Claire's Knee ()  is a 1970 French romantic drama film written and directed by Éric Rohmer. The film follows a soon-to-be married man and his infatuation with a teenage girl, specifically her knee. It is the fifth film in the series of the Six Moral Tales.

Plot
The story happens between 29 June and 29 July, presumably in 1970. Intertitles of the dates are displayed before the daily events are shown.

While holidaying at Lake Annecy on the eve of his wedding, career diplomat Jérôme accidentally meets up with Aurora, an old personal friend. Through Aurora, he meets Aurora's landlady, Madame Walter, and Laura, Madame Walter's youngest teenage daughter. Observant Aurora detects Laura's crush on Jérôme, and advises Jérôme of such. After Jérôme and Laura take a hike in the mountains together, she confesses that she is "a little in love with" Jérôme.

Days later (on 8 July), Laura's attractive older step-sister Claire arrives. Upon seeing Claire's knee while she is on a ladder, Jérôme finds himself longing to touch it, but he controls his temptation. Eventually an opportunity presents itself during a boat trip on the lake when Jérôme and Claire have to seek shelter in a hut from an approaching storm.
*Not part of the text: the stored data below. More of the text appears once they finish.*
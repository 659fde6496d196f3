// Copyright 2024 OctoFHIR Team
//
// Licensed under the Apache License, Version 2.0 (the "License");
// you may not use this file except in compliance with the License.
// You may obtain a copy of the License at
//
//     http://www.apache.org/licenses/LICENSE-2.0
//
// Unless required by applicable law or agreed to in writing, software
// distributed under the License is distributed on an "AS IS" BASIS,
// WITHOUT WARRANTIES OR CONDITIONS OF ANY KIND, either express or implied.
// See the License for the specific language governing permissions and
// limitations under the License.

//! Error types for query building and execution
//!
//! Every error is raised synchronously at the point it is detected and carries
//! a description of the offending construct.

use thiserror::Error;

/// Result type alias for query operations
pub type Result<T> = std::result::Result<T, QueryError>;

/// Errors raised while building, resolving or executing queries
#[derive(Error, Debug, Clone, PartialEq)]
pub enum QueryError {
    /// An expression has a shape the engine does not support in this position
    #[error("Structural parse error: unsupported {construct}{}: {message}",
        position.as_ref().map(|p| format!(" at {p}")).unwrap_or_default()
    )]
    StructuralParse {
        /// Kind of construct that was found
        construct: String,
        /// Where the construct was found (argument index, statement index, ...)
        position: Option<String>,
        /// Human-readable error message
        message: String,
    },

    /// A variable was referenced that is not bound in the evaluation context
    #[error("Unbound variable ${name}")]
    UnboundVariable {
        /// Variable name
        name: String,
    },

    /// An expression could not be reduced to a value without executing it
    #[error("Expression is not constant: cannot reduce {construct} '{expression}' to a value")]
    NotAConstantExpression {
        /// Kind of construct that blocked the reduction
        construct: String,
        /// Compiled text of the expression
        expression: String,
    },

    /// An operation argument is missing or has the wrong form
    #[error("Invalid argument {index} of '{method}': {message}")]
    InvalidOperationArgument {
        /// Method (verb) name
        method: String,
        /// Zero-based argument index
        index: usize,
        /// Human-readable error message
        message: String,
    },

    /// A value was used as a sequence but cannot be enumerated
    #[error("Invalid argument for {operation}: expecting an iterable, {actual} given")]
    InvalidIterable {
        /// Operation that required an iterable
        operation: String,
        /// Type of the value that was given
        actual: String,
    },

    /// Two keys could not be compared while ordering, grouping or set testing
    #[error("Incomparable keys in {operation}: {left}{}",
        right.as_ref().map(|r| format!(" and {r}")).unwrap_or_default()
    )]
    IncomparableKey {
        /// Operation performing the comparison
        operation: String,
        /// Left key description
        left: String,
        /// Right key description (absent for single-key checks)
        right: Option<String>,
    },

    /// Arithmetic failure such as division by zero
    #[error("Arithmetic error in '{operator}': {message}")]
    Arithmetic {
        /// Operator symbol
        operator: String,
        /// Human-readable error message
        message: String,
    },

    /// Operand or cast type mismatch
    #[error("Type mismatch: expected {expected}, got {actual}{}",
        context.as_ref().map(|c| format!(" in {c}")).unwrap_or_default()
    )]
    TypeMismatch {
        /// Expected type
        expected: String,
        /// Actual type received
        actual: String,
        /// Additional context about where the mismatch occurred
        context: Option<String>,
    },

    /// A `throw` construct was executed inside a closure body
    #[error("Thrown: {message}")]
    Thrown {
        /// Message of the thrown value
        message: String,
    },

    /// Failure reported by a cache collaborator
    #[error("Cache error: {message}")]
    Cache {
        /// Human-readable error message
        message: String,
    },

    /// Expression or query (de)serialization failure
    #[error("Serialization error: {message}")]
    Serialization {
        /// Human-readable error message
        message: String,
    },
}

impl QueryError {
    /// Create a structural parse error
    pub fn structural(construct: impl Into<String>, message: impl Into<String>) -> Self {
        Self::StructuralParse {
            construct: construct.into(),
            position: None,
            message: message.into(),
        }
    }

    /// Create a structural parse error with a position description
    pub fn structural_at(
        construct: impl Into<String>,
        position: impl Into<String>,
        message: impl Into<String>,
    ) -> Self {
        Self::StructuralParse {
            construct: construct.into(),
            position: Some(position.into()),
            message: message.into(),
        }
    }

    /// Create an unbound variable error
    pub fn unbound_variable(name: impl Into<String>) -> Self {
        Self::UnboundVariable { name: name.into() }
    }

    /// Create a not-a-constant error
    pub fn not_a_constant(construct: impl Into<String>, expression: impl Into<String>) -> Self {
        Self::NotAConstantExpression {
            construct: construct.into(),
            expression: expression.into(),
        }
    }

    /// Create an invalid operation argument error
    pub fn invalid_argument(
        method: impl Into<String>,
        index: usize,
        message: impl Into<String>,
    ) -> Self {
        Self::InvalidOperationArgument {
            method: method.into(),
            index,
            message: message.into(),
        }
    }

    /// Create an invalid iterable error
    pub fn invalid_iterable(operation: impl Into<String>, actual: impl Into<String>) -> Self {
        Self::InvalidIterable {
            operation: operation.into(),
            actual: actual.into(),
        }
    }

    /// Create an incomparable key error for a pair of keys
    pub fn incomparable(
        operation: impl Into<String>,
        left: impl Into<String>,
        right: impl Into<String>,
    ) -> Self {
        Self::IncomparableKey {
            operation: operation.into(),
            left: left.into(),
            right: Some(right.into()),
        }
    }

    /// Create an incomparable key error for a single key
    pub fn incomparable_key(operation: impl Into<String>, key: impl Into<String>) -> Self {
        Self::IncomparableKey {
            operation: operation.into(),
            left: key.into(),
            right: None,
        }
    }

    /// Create an arithmetic error
    pub fn arithmetic(operator: impl Into<String>, message: impl Into<String>) -> Self {
        Self::Arithmetic {
            operator: operator.into(),
            message: message.into(),
        }
    }

    /// Create a type mismatch error
    pub fn type_mismatch(
        expected: impl Into<String>,
        actual: impl Into<String>,
        context: Option<String>,
    ) -> Self {
        Self::TypeMismatch {
            expected: expected.into(),
            actual: actual.into(),
            context,
        }
    }

    /// Create a cache error
    pub fn cache(message: impl Into<String>) -> Self {
        Self::Cache {
            message: message.into(),
        }
    }

    /// Check whether this error was raised by the evaluator while reducing an
    /// expression (as opposed to by the sequence engine)
    pub fn is_evaluation_error(&self) -> bool {
        matches!(
            self,
            Self::UnboundVariable { .. }
                | Self::NotAConstantExpression { .. }
                | Self::Arithmetic { .. }
                | Self::TypeMismatch { .. }
                | Self::Thrown { .. }
        )
    }
}

impl From<serde_json::Error> for QueryError {
    fn from(err: serde_json::Error) -> Self {
        Self::Serialization {
            message: err.to_string(),
        }
    }
}
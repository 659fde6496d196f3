// Copyright 2024 OctoFHIR Team
//
// Licensed under the Apache License, Version 2.0 (the "License");
// you may not use this file except in compliance with the License.
// You may obtain a copy of the License at
//
//     http://www.apache.org/licenses/LICENSE-2.0
//
// Unless required by applicable law or agreed to in writing, software
// distributed under the License is distributed on an "AS IS" BASIS,
// WITHOUT WARRANTIES OR CONDITIONS OF ANY KIND, either express or implied.
// See the License for the specific language governing permissions and
// limitations under the License.

//! Expression compiler producing canonical host source text
//!
//! Output is deterministic and used for diagnostics and cache-key fragments.
//! Nested operations are emitted exactly as nested: no parentheses are
//! reinserted for precedence, so `(a + b) * c` built as a tree compiles to
//! `a + b * c`.

use super::expression::{
    AssignData, BinaryOpData, ClosureData, Expr, Expression, FunctionCallData, MethodCallData,
    NewData, ParameterData, StaticMethodCallData, TernaryData,
};
use super::operator::{CastType, UnaryOperator};
use super::visitor::Visitor;
use crate::model::Value;

/// Compile an expression to source text
pub fn compile(expr: &Expr) -> String {
    ExpressionCompiler.visit_expression(expr)
}

/// Visitor that renders expressions as host source text
#[derive(Debug, Default, Clone, Copy)]
pub struct ExpressionCompiler;

impl ExpressionCompiler {
    fn args(&mut self, args: &[Expr]) -> String {
        self.join(args, ", ")
    }

    fn join(&mut self, exprs: &[Expr], separator: &str) -> String {
        exprs
            .iter()
            .map(|expr| self.visit_expression(expr))
            .collect::<Vec<_>>()
            .join(separator)
    }

    /// Render a member name: bare when a valid identifier, braced otherwise
    fn member(&mut self, name: &Expr) -> String {
        match name.as_value().and_then(Value::as_str) {
            Some(identifier) if is_identifier(identifier) => identifier.to_string(),
            _ => format!("{{{}}}", self.visit_expression(name)),
        }
    }

    /// Render a class reference: bare name for string literals
    fn class(&mut self, class: &Expr) -> String {
        match class.as_value().and_then(Value::as_str) {
            Some(name) => name.to_string(),
            None => self.visit_expression(class),
        }
    }

    fn statement(&mut self, statement: &Expr) -> String {
        format!("{};", self.visit_expression(statement))
    }
}

fn is_identifier(name: &str) -> bool {
    let mut chars = name.chars();
    matches!(chars.next(), Some(c) if c == '_' || c.is_alphabetic())
        && chars.all(|c| c == '_' || c.is_alphanumeric())
}

impl Visitor for ExpressionCompiler {
    type Result = String;

    fn visit_value(&mut self, value: &Value) -> String {
        value.describe()
    }

    fn visit_variable(&mut self, name: &Expr) -> String {
        match name.as_value().and_then(Value::as_str) {
            Some(identifier) if is_identifier(identifier) => format!("${identifier}"),
            _ => format!("${{{}}}", self.visit_expression(name)),
        }
    }

    fn visit_parameter(&mut self, data: &ParameterData) -> String {
        let mut out = String::new();
        if let Some(type_hint) = &data.type_hint {
            out.push_str(type_hint);
            out.push(' ');
        }
        if data.by_ref {
            out.push('&');
        }
        if data.variadic {
            out.push_str("...");
        }
        out.push('$');
        out.push_str(&data.name);
        if let Some(default) = &data.default {
            out.push_str(" = ");
            out.push_str(&self.visit_expression(default));
        }
        out
    }

    fn visit_unary_op(&mut self, op: UnaryOperator, operand: &Expr) -> String {
        format!("{op}{}", self.visit_expression(operand))
    }

    fn visit_binary_op(&mut self, data: &BinaryOpData) -> String {
        format!(
            "{} {} {}",
            self.visit_expression(&data.left),
            data.op,
            self.visit_expression(&data.right)
        )
    }

    fn visit_cast(&mut self, cast_type: CastType, value: &Expr) -> String {
        format!("{cast_type}{}", self.visit_expression(value))
    }

    fn visit_assign(&mut self, data: &AssignData) -> String {
        format!(
            "{} {} {}",
            self.visit_expression(&data.target),
            data.op,
            self.visit_expression(&data.value)
        )
    }

    fn visit_index(&mut self, value: &Expr, index: Option<&Expr>) -> String {
        let index = index.map(|i| self.visit_expression(i)).unwrap_or_default();
        format!("{}[{index}]", self.visit_expression(value))
    }

    fn visit_field(&mut self, value: &Expr, name: &Expr) -> String {
        format!("{}->{}", self.visit_expression(value), self.member(name))
    }

    fn visit_method_call(&mut self, data: &MethodCallData) -> String {
        format!(
            "{}->{}({})",
            self.visit_expression(&data.value),
            self.member(&data.name),
            self.args(&data.args)
        )
    }

    fn visit_static_method_call(&mut self, data: &StaticMethodCallData) -> String {
        format!(
            "{}::{}({})",
            self.class(&data.class),
            self.member(&data.name),
            self.args(&data.args)
        )
    }

    fn visit_function_call(&mut self, data: &FunctionCallData) -> String {
        format!("{}({})", self.class(&data.name), self.args(&data.args))
    }

    fn visit_new(&mut self, data: &NewData) -> String {
        format!("new {}({})", self.class(&data.class), self.args(&data.args))
    }

    fn visit_array(&mut self, items: &[Expr]) -> String {
        format!("[{}]", self.join(items, ", "))
    }

    fn visit_array_item(&mut self, key: Option<&Expr>, value: &Expr, by_ref: bool) -> String {
        let mut out = String::new();
        if let Some(key) = key {
            out.push_str(&self.visit_expression(key));
            out.push_str(" => ");
        }
        if by_ref {
            out.push('&');
        }
        out.push_str(&self.visit_expression(value));
        out
    }

    fn visit_ternary(&mut self, data: &TernaryData) -> String {
        let condition = self.visit_expression(&data.condition);
        let if_false = self.visit_expression(&data.if_false);
        match &data.if_true {
            Some(if_true) => {
                format!("{condition} ? {} : {if_false}", self.visit_expression(if_true))
            }
            None => format!("{condition} ?: {if_false}"),
        }
    }

    fn visit_closure(&mut self, data: &ClosureData) -> String {
        let mut out = String::new();
        if data.is_static {
            out.push_str("static ");
        }
        out.push_str("function ");
        if data.returns_ref {
            out.push('&');
        }
        out.push('(');
        out.push_str(&self.args(&data.parameters));
        out.push(')');

        if !data.used_variables.is_empty() {
            let used = data
                .used_variables
                .iter()
                .map(|used| format!("{}${}", if used.by_ref { "&" } else { "" }, used.name))
                .collect::<Vec<_>>()
                .join(", ");
            out.push_str(&format!(" use ({used})"));
        }

        if data.body.is_empty() {
            out.push_str(" {}");
        } else {
            let body = data
                .body
                .iter()
                .map(|statement| self.statement(statement))
                .collect::<Vec<_>>()
                .join(" ");
            out.push_str(&format!(" {{ {body} }}"));
        }
        out
    }

    fn visit_return(&mut self, value: Option<&Expr>) -> String {
        match value {
            Some(value) => format!("return {}", self.visit_expression(value)),
            None => "return".to_string(),
        }
    }

    fn visit_throw(&mut self, exception: &Expr) -> String {
        format!("throw {}", self.visit_expression(exception))
    }

    fn visit_unset(&mut self, values: &[Expr]) -> String {
        format!("unset({})", self.args(values))
    }

    fn visit_isset(&mut self, values: &[Expr]) -> String {
        format!("isset({})", self.args(values))
    }

    fn visit_constant(&mut self, name: &str) -> String {
        name.to_string()
    }

    fn visit_class_constant(&mut self, class: &Expr, name: &str) -> String {
        format!("{}::{name}", self.class(class))
    }
}

#[cfg(test)]
mod tests {
    use super::*;
    use crate::ast::operator::{AssignOperator, BinaryOperator};

    #[test]
    fn test_compile_closure() {
        let expr = Expression::arrow(
            &["row"],
            Expression::binary(
                Expression::index(Expression::variable("row"), Some(Expression::value("age"))),
                BinaryOperator::GreaterThanOrEqual,
                Expression::value(18),
            ),
        );
        assert_eq!(compile(&expr), "function ($row) { return $row['age'] >= 18; }");
        assert_eq!(compile(&Expression::closure(&[], vec![])), "function () {}");
    }

    #[test]
    fn test_compile_calls_and_members() {
        let expr = Expression::method_call(
            Expression::variable("this"),
            "where",
            vec![Expression::static_method_call("Str", "lower", vec![Expression::value("A")])],
        );
        assert_eq!(compile(&expr), "$this->where(Str::lower('A'))");

        let field = Expression::field(Expression::variable("o"), "first name");
        assert_eq!(compile(&field), "$o->{'first name'}");
        assert_eq!(compile(&Expression::variable("var bar")), "${'var bar'}");
        assert_eq!(compile(&Expression::new_instance("Foo", vec![])), "new Foo()");
        assert_eq!(compile(&Expression::class_constant("Foo", "BAR")), "Foo::BAR");
    }

    #[test]
    fn test_compile_does_not_reinsert_parentheses() {
        let sum = Expression::binary(
            Expression::variable("a"),
            BinaryOperator::Add,
            Expression::variable("b"),
        );
        let product = Expression::binary(sum, BinaryOperator::Multiply, Expression::variable("c"));
        assert_eq!(compile(&product), "$a + $b * $c");
    }

    #[test]
    fn test_compile_statements() {
        let expr = Expression::closure(
            &["x"],
            vec![
                Expression::assign(
                    Expression::variable("y"),
                    AssignOperator::Concat,
                    Expression::value("!"),
                ),
                Expression::unset(vec![Expression::variable("x")]),
                Expression::ternary(Expression::variable("y"), None, Expression::value(0.5)),
            ],
        );
        assert_eq!(
            compile(&expr),
            "function ($x) { $y .= '!'; unset($x); $y ?: 0.5; }"
        );
    }
}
Jérôme tells Claire that he saw her boyfriend, Gilles, together with another girl, Muriel. When Claire starts to cry Jérôme consoles her by placing his hand upon Claire's knee. Jérôme later delightedly tells Aurora that it had taken him great courage to touch Claire's knee and that doing so has exorcised his desire of her from him. Gilles returns and tries to give Claire excuses as to why he was with Muriel.

Cast 
 Jean-Claude Brialy as Jérôme Montcharvin, the diplomat
 Aurora Cornu as Aurora, the novelist
 Béatrice Romand as Laura, the younger step-sister
 Laurence de Monaghan as Claire, the elder step-sister
 Michèle Montel as Madame Walter, the mother of Laura
 Gérard Falconetti as Gilles
 Fabrice Luchini as Vincent

Reception
Claire's Knee received the Louis Delluc Prize for Best French film of the year, the 1971 Prix Méliès and the Grand Prix at the San Sebastián International Film Festival. It was named Best Film by the National Society of Film Critics and Best Foreign Film by the National Board of Review. It was nominated for Best Foreign Language Film at the Golden Globe Awards.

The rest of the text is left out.